(Stored items)
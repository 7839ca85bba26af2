use std::time::Instant;

use rat_focus::{FocusBuilder, FocusFlag, HasFocus};
use ratatui::layout::Rect;

use super::data::SUMMARY;
use crate::loading::CountingNumber;

/// Pages of the portfolio view.
#[derive(Debug, Clone, Copy, PartialEq, Eq, Hash)]
pub enum PortfolioPage {
    Overview,
    Performance,
    Obligations,
}

impl PortfolioPage {
    pub const ALL: [PortfolioPage; 3] = [Self::Overview, Self::Performance, Self::Obligations];

    pub fn title(self) -> &'static str {
        match self {
            Self::Overview => "Overview",
            Self::Performance => "Performance & Risk",
            Self::Obligations => "Liabilities & Activity",
        }
    }
}

#[derive(Debug, Clone)]
pub struct PortfolioState {
    page: PortfolioPage,
    pub wealth: CountingNumber,
    pub container_focus: FocusFlag,
    pub pages_focus: FocusFlag,
    pub last_area: Rect,
    pub page_areas: Vec<Rect>,
}

impl Default for PortfolioState {
    fn default() -> Self {
        Self::new(Instant::now())
    }
}

impl PortfolioState {
    pub fn new(now: Instant) -> Self {
        Self {
            page: PortfolioPage::Overview,
            wealth: CountingNumber::new(SUMMARY.total_value, now),
            container_focus: FocusFlag::named("portfolio"),
            pages_focus: FocusFlag::named("portfolio.pages"),
            last_area: Rect::default(),
            page_areas: Vec::new(),
        }
    }

    /// Restarts the wealth counter when the view mounts.
    pub fn enter(&mut self, now: Instant) {
        self.wealth = CountingNumber::new(SUMMARY.total_value, now);
    }

    pub fn page(&self) -> PortfolioPage {
        self.page
    }

    pub fn page_index(&self) -> usize {
        PortfolioPage::ALL.iter().position(|page| *page == self.page).unwrap_or_default()
    }

    pub fn set_page(&mut self, index: usize) {
        if let Some(page) = PortfolioPage::ALL.get(index) {
            self.page = *page;
        }
    }

    pub fn cycle_page(&mut self, forward: bool) {
        let len = PortfolioPage::ALL.len();
        let index = self.page_index();
        self.set_page(if forward { (index + 1) % len } else { (index + len - 1) % len });
    }

    pub fn is_animating(&self, now: Instant) -> bool {
        !self.wealth.is_finished(now)
    }
}

impl HasFocus for PortfolioState {
    fn build(&self, builder: &mut FocusBuilder) {
        let tag = builder.start(self);
        builder.leaf_widget(&self.pages_focus);
        builder.end(tag);
    }

    fn focus(&self) -> FocusFlag {
        self.container_focus.clone()
    }

    fn area(&self) -> Rect {
        self.last_area
    }
}

#[cfg(test)]
mod tests {
    use std::time::Duration;

    use super::*;

    #[test]
    fn pages_cycle_in_both_directions() {
        let mut state = PortfolioState::default();
        state.cycle_page(false);
        assert_eq!(state.page(), PortfolioPage::Obligations);
        state.cycle_page(true);
        assert_eq!(state.page(), PortfolioPage::Overview);
        state.set_page(9);
        assert_eq!(state.page(), PortfolioPage::Overview);
    }

    #[test]
    fn entering_restarts_the_counter() {
        let start = Instant::now();
        let mut state = PortfolioState::new(start);
        let later = start + Duration::from_secs(5);
        assert!(!state.is_animating(later));
        state.enter(later);
        assert!(state.is_animating(later));
        assert_eq!(state.wealth.value_at(later), 0.0);
    }
}
//! Dashboard layout (menu, header, outlet) and its simple child views.

mod home_component;
mod layout_component;
mod profile_component;
mod state;

pub use home_component::DashboardHomeComponent;
pub use layout_component::DashboardLayoutComponent;
pub use profile_component::ProfileComponent;
pub use state::{DashboardLayoutState, MenuEntry};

WORK INSTRUCTIONS >>
Output all of the entries without altering a single word.

OUTPUT OF THE EXERCISE >>
repository 7839ca85bba26af2
use std::time::Instant;

use rat_focus::{FocusBuilder, FocusFlag, HasFocus};
use ratatui::layout::Rect;

use super::data::SUMMARY;
use crate::loading::CountingNumber;

/// Pages of the portfolio view.
#[derive(Debug, Clone, Copy, PartialEq, Eq, Hash)]
pub enum PortfolioPage {
    Overview,
    Performance,
    Obligations,
}

impl PortfolioPage {
    pub const ALL: [PortfolioPage; 3] = [Self::Overview, Self::Performance, Self::Obligations];

    pub fn title(self) -> &'static str {
        match self {
            Self::Overview => "Overview",
            Self::Performance => "Performance & Risk",
            Self::Obligations => "Liabilities & Activity",
        }
    }
}

#[derive(Debug, Clone)]
pub struct PortfolioState {
    page: PortfolioPage,
    pub wealth: CountingNumber,
    pub container_focus: FocusFlag,
    pub pages_focus: FocusFlag,
    pub last_area: Rect,
    pub page_areas: Vec<Rect>,
}

impl Default for PortfolioState {
    fn default() -> Self {
        Self::new(Instant::now())
    }
}

impl PortfolioState {
    pub fn new(now: Instant) -> Self {
        Self {
            page: PortfolioPage::Overview,
            wealth: CountingNumber::new(SUMMARY.total_value, now),
            container_focus: FocusFlag::named("portfolio"),
            pages_focus: FocusFlag::named("portfolio.pages"),
            last_area: Rect::default(),
            page_areas: Vec::new(),
        }
    }

    /// Restarts the wealth counter when the view mounts.
    pub fn enter(&mut self, now: Instant) {
        self.wealth = CountingNumber::new(SUMMARY.total_value, now);
    }

    pub fn page(&self) -> PortfolioPage {
        self.page
    }

    pub fn page_index(&self) -> usize {
        PortfolioPage::ALL.iter().position(|page| *page == self.page).unwrap_or_default()
    }

    pub fn set_page(&mut self, index: usize) {
        if let Some(page) = PortfolioPage::ALL.get(index) {
            self.page = *page;
        }
    }

    pub fn cycle_page(&mut self, forward: bool) {
        let len = PortfolioPage::ALL.len();
        let index = self.page_index();
        self.set_page(if forward { (index + 1) % len } else { (index + len - 1) % len });
    }

    pub fn is_animating(&self, now: Instant) -> bool {
        !self.wealth.is_finished(now)
    }
}

impl HasFocus for PortfolioState {
    fn build(&self, builder: &mut FocusBuilder) {
        let tag = builder.start(self);
        builder.leaf_widget(&self.pages_focus);
        builder.end(tag);
    }

    fn focus(&self) -> FocusFlag {
        self.container_focus.clone()
    }

    fn area(&self) -> Rect {
        self.last_area
    }
}

#[cfg(test)]
mod tests {
    use std::time::Duration;

    use super::*;

    #[test]
    fn pages_cycle_in_both_directions() {
        let mut state = PortfolioState::default();
        state.cycle_page(false);
        assert_eq!(state.page(), PortfolioPage::Obligations);
        state.cycle_page(true);
        assert_eq!(state.page(), PortfolioPage::Overview);
        state.set_page(9);
        assert_eq!(state.page(), PortfolioPage::Overview);
    }

    #[test]
    fn entering_restarts_the_counter() {
        let start = Instant::now();
        let mut state = PortfolioState::new(start);
        let later = start + Duration::from_secs(5);
        assert!(!state.is_animating(later));
        state.enter(later);
        assert!(state.is_animating(later));
        assert_eq!(state.wealth.value_at(later), 0.0);
    }
}
//! Dashboard layout (menu, header, outlet) and its simple child views.

mod home_component;
mod layout_component;
mod profile_component;
mod state;

pub use home_component::DashboardHomeComponent;
pub use layout_component::DashboardLayoutComponent;
pub use profile_component::ProfileComponent;
pub use state::{DashboardLayoutState, MenuEntry};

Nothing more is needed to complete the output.